(Almaty) Trois cosmonautes russes ont décollé vendredi à bord d’une fusée Soyouz pour la Station spatiale internationale (ISS), dans un contexte de tensions extrêmes entre la Russie et les Occidentaux liées au conflit en Ukraine.

Cet équipage, dirigé par le cosmonaute expérimenté Oleg Artemiev, accompagné de Denis Matveïev et Sergueï Korsakov, a décollé à 15h55 GMT (11h55 HAE) pour un vol de trois heures jusqu’à l’ISS, où ils seront accueillis par une équipe de deux Russes, quatre Américains et un Allemand, selon des images retransmises par la NASA.

Jusqu’à récemment, la coopération spatiale entre la Russie et les pays occidentaux était l’un des rares domaines à ne pas avoir trop pâti des sanctions décrétées contre Moscou après l’annexion en 2014 de la péninsule ukrainienne de Crimée.

Quelques tensions étaient toutefois apparues, notamment après que le président russe Vladimir Poutine a nommé en 2018 à la tête de l’agence spatiale russe Roscosmos le nationaliste Dmitri Rogozine.

Ce dernier affiche régulièrement son soutien à ce que la Russie appelle « une opération militaire spéciale » en Ukraine.

« Les nôtres ! Pour la première fois depuis de longues années, c’est un équipage entièrement russe », s’est-il félicité sur Twitter quelques heures avant le lancement.

Ce week-end, le responsable avait affirmé que les récentes sanctions occidentales introduites contre Moscou pourraient provoquer la chute de l’ISS.

Selon lui, le fonctionnement des vaisseaux russes ravitaillant l’ISS sera perturbé par les sanctions, affectant donc le segment russe de la station. En conséquence, cela pourrait provoquer « “l’amerrissage” ou “l’atterrissage” de l’ISS pesant 500 tonnes », avait-il mis en garde.

Les propulseurs des vaisseaux russes amarrés à la station servent en effet à corriger l’orbite de la structure spatiale.
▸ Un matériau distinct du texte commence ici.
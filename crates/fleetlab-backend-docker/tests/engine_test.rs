//! Docker adapter against a scripted engine on a local TCP port

use bollard::Docker;
use fleetlab_backend::tags::NodeTags;
use fleetlab_backend::{
    Arch, DeployRequest, DockerExtra, Expiry, Features, FleetBackend, FleetError, GroupId,
    GroupKind, GroupName, NodeNo, ProviderExtra, TemplateKey,
};
use fleetlab_backend_docker::DockerBackend;
use std::collections::BTreeMap;
use std::net::SocketAddr;
use std::sync::{Arc, Mutex};
use tokio::io::{AsyncBufReadExt, AsyncReadExt, AsyncWriteExt, BufReader};
use tokio::net::{TcpListener, TcpStream};

type Route = Arc<dyn Fn(&str, &str) -> (u16, String) + Send + Sync>;

struct Engine {
    addr: SocketAddr,
    calls: Arc<Mutex<Vec<String>>>,
}

impl Engine {
    async fn start(route: impl Fn(&str, &str) -> (u16, String) + Send + Sync + 'static) -> Self {
        let listener = TcpListener::bind("127.0.0.1:0").await.unwrap();
        let addr = listener.local_addr().unwrap();
        let calls = Arc::new(Mutex::new(Vec::new()));
        let route: Route = Arc::new(route);

        let log = calls.clone();
        tokio::spawn(async move {
            while let Ok((stream, _)) = listener.accept().await {
                let (route, log) = (route.clone(), log.clone());
                tokio::spawn(async move {
                    let _ = serve(stream, route, log).await;
                });
            }
        });
        Self { addr, calls }
    }

    fn backend(&self) -> DockerBackend {
        let docker = Docker::connect_with_http(
            &format!("http://{}", self.addr),
            5,
            bollard::API_DEFAULT_VERSION,
        )
        .unwrap();
        DockerBackend::from_client(docker)
    }

    fn calls(&self) -> Vec<String> {
        self.calls.lock().unwrap().clone()
    }
}

/// Minimal HTTP/1.1 loop: one response per request, keep-alive
async fn serve(stream: TcpStream, route: Route, log: Arc<Mutex<Vec<String>>>) -> std::io::Result<()> {
    let mut reader = BufReader::new(stream);
    loop {
        let mut request_line = String::new();
        if reader.read_line(&mut request_line).await? == 0 {
            return Ok(());
        }
        let mut parts = request_line.split_whitespace();
        let method = parts.next().unwrap_or_default().to_string();
        let path = parts.next().unwrap_or_default().to_string();

        let mut length = 0usize;
        loop {
            let mut header = String::new();
            reader.read_line(&mut header).await?;
            let header = header.trim_end();
            if header.is_empty() {
                break;
            }
            if let Some((key, value)) = header.split_once(':')
                && key.eq_ignore_ascii_case("content-length")
            {
                length = value.trim().parse().unwrap_or(0);
            }
        }
        let mut body = vec![0; length];
        reader.read_exact(&mut body).await?;

        log.lock().unwrap().push(format!("{} {}", method, path));
        let (status, body) = route(&method, &path);
        let response = format!(
            "HTTP/1.1 {} Scripted\r\nContent-Type: application/json\r\nContent-Length: {}\r\n\r\n{}",
            status,
            body.len(),
            body
        );
        reader.get_mut().write_all(response.as_bytes()).await?;
    }
}

fn group() -> GroupId {
    GroupId::new(GroupKind::Cluster, GroupName::new("demo").unwrap())
}

fn tags(node_seq_high: NodeNo) -> NodeTags {
    NodeTags {
        kind: GroupKind::Cluster,
        group: group().name,
        owner: "alice".to_string(),
        project: None,
        expires: Expiry::Never,
        features: Features::AEROSPIKE,
        node_seq_high,
        distribution: "ubuntu".to_string(),
        distro_version: "24.04".to_string(),
        aerospike_version: Some("8.0.0.1".to_string()),
        client_type: None,
        arch: Arch::Amd64,
        extra: BTreeMap::new(),
    }
}

/// `GET /containers/json` body listing running nodes of `demo`
fn container_list(nodes: &[NodeNo]) -> String {
    let tags = tags(3);
    let containers: Vec<_> = nodes
        .iter()
        .map(|n| {
            serde_json::json!({
                "Id": format!("id-{}", n),
                "Names": [format!("/fleetlab-demo_{}", n)],
                "Image": "busybox:latest",
                "State": "running",
                "Labels": tags.to_map(*n),
            })
        })
        .collect();
    serde_json::Value::Array(containers).to_string()
}

const SERVER_ERROR: &str = r#"{"message":"engine exploded"}"#;

#[tokio::test]
async fn test_stop_reports_each_failed_node() {
    let listing = container_list(&[1, 2, 3]);
    let engine = Engine::start(move |method, path| {
        if path.contains("/containers/json") {
            (200, listing.clone())
        } else if method == "POST" && path.contains("/containers/fleetlab-demo_2/stop") {
            (500, SERVER_ERROR.to_string())
        } else {
            (200, String::new())
        }
    })
    .await;

    let err = engine
        .backend()
        .stop_group(&group(), &[1, 2, 3])
        .await
        .unwrap_err();

    match &err {
        FleetError::PartialFailure(failure) => {
            assert_eq!(failure.attempted, 3);
            assert_eq!(failure.failed_nodes(), vec![2]);
        }
        other => panic!("unexpected error: {other}"),
    }
    assert!(err.to_string().contains("node 2: "), "{}", err);

    let calls = engine.calls();
    for node in [1, 3] {
        let stop = format!("/containers/fleetlab-demo_{}/stop", node);
        assert!(calls.iter().any(|c| c.contains(&stop)), "{:?}", calls);
    }
}

#[tokio::test]
async fn test_failed_deploy_removes_created_containers() {
    let engine = Engine::start(|method, path| {
        if path.contains("/containers/json") {
            (200, "[]".to_string())
        } else if path.contains("/images/") {
            (200, r#"{"Id":"sha256:1"}"#.to_string())
        } else if path.contains("/containers/create") {
            (201, r#"{"Id":"new","Warnings":[]}"#.to_string())
        } else if method == "POST" && path.contains("/containers/fleetlab-demo_2/start") {
            (500, SERVER_ERROR.to_string())
        } else {
            (200, String::new())
        }
    })
    .await;

    let request = DeployRequest {
        group: group(),
        template: TemplateKey::new("ubuntu", "24.04", "8.0.0.1", Arch::Amd64),
        nodes: vec![1, 2, 3],
        tags: tags(3),
        extra: ProviderExtra::Docker(DockerExtra {
            image: Some("busybox:latest".to_string()),
            ..DockerExtra::default()
        }),
    };
    assert!(engine.backend().deploy_group(&request).await.is_err());

    let calls = engine.calls();
    let removed: Vec<&String> = calls.iter().filter(|c| c.starts_with("DELETE")).collect();
    assert_eq!(removed.len(), 2, "{:?}", calls);
    assert!(removed[0].contains("/containers/fleetlab-demo_1"));
    assert!(removed[1].contains("/containers/fleetlab-demo_2"));
    assert!(!calls.iter().any(|c| c.contains("name=fleetlab-demo_3")));
}

/// Archive as the engine returns it for a single file
fn file_archive(name: &str, contents: &[u8]) -> String {
    let mut data = Vec::new();
    {
        let mut tar = tar::Builder::new(&mut data);
        let mut header = tar::Header::new_gnu();
        header.set_path(name).unwrap();
        header.set_size(contents.len() as u64);
        header.set_mode(0o644);
        header.set_cksum();
        tar.append(&header, contents).unwrap();
        tar.finish().unwrap();
    }
    String::from_utf8(data).unwrap()
}

#[tokio::test]
async fn test_copy_from_node_extracts_archive() {
    let listing = container_list(&[1, 2]);
    let archive = file_archive("aerospike.log", b"ready");
    let engine = Engine::start(move |method, path| {
        if path.contains("/containers/json") {
            (200, listing.clone())
        } else if method == "GET" && path.contains("/containers/fleetlab-demo_2/archive") {
            (200, archive.clone())
        } else {
            (404, r#"{"message":"no such container"}"#.to_string())
        }
    })
    .await;

    let backend = engine.backend();
    let contents = backend
        .copy_from_node(&group(), 2, "/var/log/aerospike.log")
        .await
        .unwrap();
    assert_eq!(contents, b"ready");

    let err = backend
        .copy_from_node(&group(), 7, "/var/log/aerospike.log")
        .await
        .unwrap_err();
    assert!(err.is_not_found(), "{}", err);
}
Une procédure réalisée une dizaine de fois par an pour la maintenir à la bonne altitude, ou encore éviter des débris spatiaux sur sa trajectoire.  

Les Américains seuls n’ont pas cette capacité, a confirmé lundi Joel Montalbano, le directeur du programme de la station pour la NASA. « La Station spatiale a été conçue sur le principe de l’interdépendance […] il ne s’agit pas d’un processus dans lequel un groupe peut se séparer de l’autre. »

« À l’heure actuelle, il n’y a aucune indication que nos partenaires russes veuillent faire les choses différemment. Donc nous prévoyons de continuer les opérations comme nous le faisons aujourd’hui », a-t-il dit.

Médaille refusée

M. Rogozine a aussi eu un échange avec le fantasque milliardaire Elon Musk, fondateur de l’entreprise spatiale SpaceX, qui avait défié lundi Vladimir Poutine en lui proposant sur Twitter un « combat d’homme à homme » avec comme enjeu l’Ukraine.

« Elon, sors des toilettes pour qu’on parle un peu », avait tweeté M. Rogozine, faisant référence à un message du milliardaire dans lequel il disait écrire au moins 50 % de ses tweets sur un « trône en porcelaine ».

À bord de l’ISS, les cosmonautes russes et les astronautes américains ont évité de parler du conflit qui a déjà fait des milliers de morts et provoqué une des plus importantes crises de réfugiés en Europe depuis la Seconde guerre mondiale.

Mais l’astronaute Mark Vande Hei a fait les frais de la guerre des mots entre la Russie et l’Occident, quand Roscosmos a publié une vidéo dans laquelle il était dit en plaisantant qu’il pourrait rester dans l’ISS au lieu de revenir sur terre à bord d’une fusée Soyouz le 30 mars.

Scott Kelly, un autre astronaute de la NASA dont le record de jours consécutifs passés dans l’espace a été battu par Mark Vande Hei cette semaine, a répondu à cette plaisanterie en refusant une médaille que lui décernait le gouvernement russe.

Dernier accroc en date dans la coopération spatiale, l’Agence spatiale européenne (ESA) a annoncé jeudi avoir acté la suspension de la mission russo-européenne ExoMars et la recherche d’alternatives pour le lancement de quatre autres missions en raison de l’offensive en Ukraine.

Dmitri Rogozine a critiqué « un évènement très amer » et affirmé que la Russie pourrait effectuer toute seule cette mission, « dans quelques années ».